San Mateo Commitments
The Company dedicated to San Mateo its current and certain future leasehold interests in the Rustler Breaks asset area and the Wolf portion of the West Texas asset area and acreage in the southern portion of its Arrowhead asset area (the “Greater Stebbins Area”) and the Stateline asset area pursuant to 15-year, fixed-fee oil transportation, oil, natural gas and produced water gathering and produced water disposal agreements. In addition, the Company dedicated to San Mateo its current and certain future leasehold interests in the Rustler Breaks asset area and acreage in the Greater Stebbins Area and Stateline asset area pursuant to 15-year, fixed-fee natural gas processing agreements. In connection with the Pronto Transaction, the Company also dedicated to San Mateo certain of its current and future leasehold interests in the Ranger and Antelope Ridge asset areas pursuant to 15-year, fixed-fee natural gas gathering, compression, treating and processing agreements (collectively with the transportation, gathering, produced water disposal and natural gas processing agreements, the “Operational Agreements”). San Mateo provides the Company with firm service under each of the Operational Agreements in exchange for certain minimum volume commitments. See Note 6 for additional details. The remaining minimum contractual obligation under the Operational Agreements at December 31, 2025 was approximately $743.9 million.
Other Commitments
The Company does not own or operate its own drilling rigs, but instead enters into contracts with third parties for such drilling rigs. These contracts establish daily rates for the drilling rigs and the term of the Company’s commitment for the drilling services to be provided. The Company would incur a termination obligation if the Company elected to terminate a contract and if the drilling contractor were unable to secure replacement work for the contracted drilling rigs at the same daily rates being charged to the Company prior to the end of their respective contract terms. The Company’s undiscounted minimum outstanding aggregate termination obligations under its drilling rig contracts were approximately $22.6 million at December 31, 2025.

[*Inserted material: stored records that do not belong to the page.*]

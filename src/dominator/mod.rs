//! Domination forests over the values of one resource entry.
//!
//! For every product an entry has values for, [`DominatorTree`] builds a tree rooted at a
//! synthetic node. Each real node stands for one [`ResourceConfigValue`] and is placed under
//! the most specific node whose configuration dominates it, so a parent's configuration
//! dominates every configuration below it and siblings never dominate one another.
//!
//! Nodes live in a single arena and refer to each other by [`NodeId`]. Inserting a node
//! that dominates existing children moves those children under it, which only rewrites
//! indices.
//!
//! # Usage Examples
//!
//! ```rust
//! use resforge::config::ConfigDescription;
//! use resforge::dominator::{DominatorTree, PrettyPrinter};
//! use resforge::table::ResourceConfigValue;
//!
//! let values: Vec<_> = ["", "land", "sw600dp-land-v13"]
//!     .iter()
//!     .map(|q| ResourceConfigValue::new(q.parse::<ConfigDescription>().unwrap(), ""))
//!     .collect();
//!
//! let tree = DominatorTree::new(&values);
//! let mut printer = PrettyPrinter::default();
//! tree.accept(&mut printer);
//! assert_eq!(printer.output(), "<default>\n  land\n  sw600dp-land-v13\n");
//! ```

mod visitor;

pub use crate::utils::NodeId;
pub use visitor::{BottomUpVisitor, PrettyPrinter, Visitor};

use std::collections::BTreeMap;

use crate::{config::ConfigDescription, table::ResourceConfigValue};

/// A node of a [`DominatorTree`].
#[derive(Clone, Debug)]
pub struct Node {
    value: Option<usize>,
    config: ConfigDescription,
    parent: Option<NodeId>,
    children: Vec<NodeId>,
}

impl Node {
    /// Returns the index of the value this node stands for in the slice the tree was built
    /// from, or `None` for a root.
    #[must_use]
    pub fn value(&self) -> Option<usize> {
        self.value
    }

    /// Returns the configuration of the value. Roots report the default configuration.
    #[must_use]
    pub fn config(&self) -> &ConfigDescription {
        &self.config
    }

    /// Returns the parent, or `None` for a root.
    #[must_use]
    pub fn parent(&self) -> Option<NodeId> {
        self.parent
    }

    /// Returns the children in insertion order.
    #[must_use]
    pub fn children(&self) -> &[NodeId] {
        &self.children
    }

    /// Returns true for the synthetic root of a product.
    #[must_use]
    pub fn is_root(&self) -> bool {
        self.value.is_none()
    }

    /// Returns true if this node may be an ancestor of `other`.
    ///
    /// A root dominates everything and is only dominated by a root; other nodes compare
    /// their configurations.
    #[must_use]
    pub fn dominates(&self, other: &Node) -> bool {
        if other.is_root() {
            return self.is_root();
        }
        if self.is_root() {
            return true;
        }
        self.config.dominates(&other.config)
    }
}

/// Per-product domination trees over the values of one entry.
#[derive(Clone, Debug, Default)]
pub struct DominatorTree {
    nodes: Vec<Node>,
    roots: BTreeMap<String, NodeId>,
}

impl DominatorTree {
    /// Builds the trees for `values`, typically [`crate::table::ResourceEntry::values`].
    ///
    /// Values are inserted in slice order; each lands under the product root of its
    /// product.
    #[must_use]
    pub fn new(values: &[ResourceConfigValue]) -> Self {
        let mut tree = DominatorTree::default();

        for (index, slot) in values.iter().enumerate() {
            let root = tree.root_for(&slot.product);
            let node = tree.push(Node {
                value: Some(index),
                config: slot.config,
                parent: None,
                children: Vec::new(),
            });
            tree.try_add_child(root, node);
        }

        tree
    }

    /// Returns the node `id`.
    ///
    /// # Panics
    ///
    /// Panics if `id` was not produced by this tree.
    #[must_use]
    pub fn node(&self, id: NodeId) -> &Node {
        &self.nodes[id.index()]
    }

    /// Returns the root of `product`, if the entry has values for it.
    #[must_use]
    pub fn root(&self, product: &str) -> Option<NodeId> {
        self.roots.get(product).copied()
    }

    /// Iterates over `(product, root)` pairs in product order.
    pub fn roots(&self) -> impl Iterator<Item = (&str, NodeId)> {
        self.roots
            .iter()
            .map(|(product, &root)| (product.as_str(), root))
    }

    /// Returns the number of value nodes, roots excluded.
    #[must_use]
    pub fn len(&self) -> usize {
        self.nodes.len() - self.roots.len()
    }

    /// Returns true if the tree holds no values.
    #[must_use]
    pub fn is_empty(&self) -> bool {
        self.len() == 0
    }

    /// Calls `visitor` once per product root, in product order.
    pub fn accept<V: Visitor + ?Sized>(&self, visitor: &mut V) {
        for (product, &root) in &self.roots {
            visitor.visit_tree(self, product, root);
        }
    }

    /// Calls `visitor` for every value node, children before their parent, one product at
    /// a time in product order. Roots are not visited.
    pub fn accept_bottom_up<V: BottomUpVisitor + ?Sized>(&self, visitor: &mut V) {
        for &root in self.roots.values() {
            for &child in self.node(root).children() {
                self.visit_bottom_up(child, visitor);
            }
        }
    }

    fn visit_bottom_up<V: BottomUpVisitor + ?Sized>(&self, node: NodeId, visitor: &mut V) {
        for &child in self.node(node).children() {
            self.visit_bottom_up(child, visitor);
        }
        visitor.visit_config(self, node);
    }

    fn push(&mut self, node: Node) -> NodeId {
        let id = NodeId::new(self.nodes.len());
        self.nodes.push(node);
        id
    }

    fn root_for(&mut self, product: &str) -> NodeId {
        if let Some(&root) = self.roots.get(product) {
            return root;
        }

        let root = self.push(Node {
            value: None,
            config: ConfigDescription::default_config(),
            parent: None,
            children: Vec::new(),
        });
        self.roots.insert(product.to_string(), root);
        root
    }

    fn node_dominates(&self, a: NodeId, b: NodeId) -> bool {
        self.node(a).dominates(self.node(b))
    }

    /// Offers `child` to `parent`. A non-root parent refuses a child it does not dominate.
    fn try_add_child(&mut self, parent: NodeId, child: NodeId) -> bool {
        debug_assert!(!self.node(child).is_root(), "a root cannot become a child");

        if !self.node(parent).is_root() && !self.node_dominates(parent, child) {
            return false;
        }
        self.add_child(parent, child);
        true
    }

    fn add_child(&mut self, parent: NodeId, child: NodeId) {
        debug_assert!(!self.node(child).is_root(), "a root cannot become a child");

        let siblings = std::mem::take(&mut self.nodes[parent.index()].children);
        let mut kept = Vec::with_capacity(siblings.len());
        for sibling in siblings {
            if self.node_dominates(child, sibling) {
                self.nodes[sibling.index()].parent = Some(child);
                self.nodes[child.index()].children.push(sibling);
            } else {
                kept.push(sibling);
            }
        }

        let dominator = kept
            .iter()
            .copied()
            .find(|&sibling| self.node_dominates(sibling, child));
        self.nodes[parent.index()].children = kept;

        match dominator {
            Some(dominator) => self.add_child(dominator, child),
            None => {
                self.nodes[child.index()].parent = Some(parent);
                self.nodes[parent.index()].children.push(child);
            }
        }
    }
}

At December 31, 2025, the Company had outstanding commitments to participate in the drilling and completion of various non-operated wells. If all of these wells are drilled and completed as proposed, the Company’s undiscounted minimum outstanding aggregate commitments for its participation in these non-operated wells were approximately $79.0 million at December 31, 2025. The Company expects these costs to be incurred within the next year.
Legal Proceedings
The Company is a party to several legal proceedings encountered in the ordinary course of its business. While the ultimate outcome and impact to the Company cannot be predicted with certainty, in the opinion of management, it is remote that these legal proceedings will have a material adverse impact on the Company’s financial condition, results of operations or cash flows.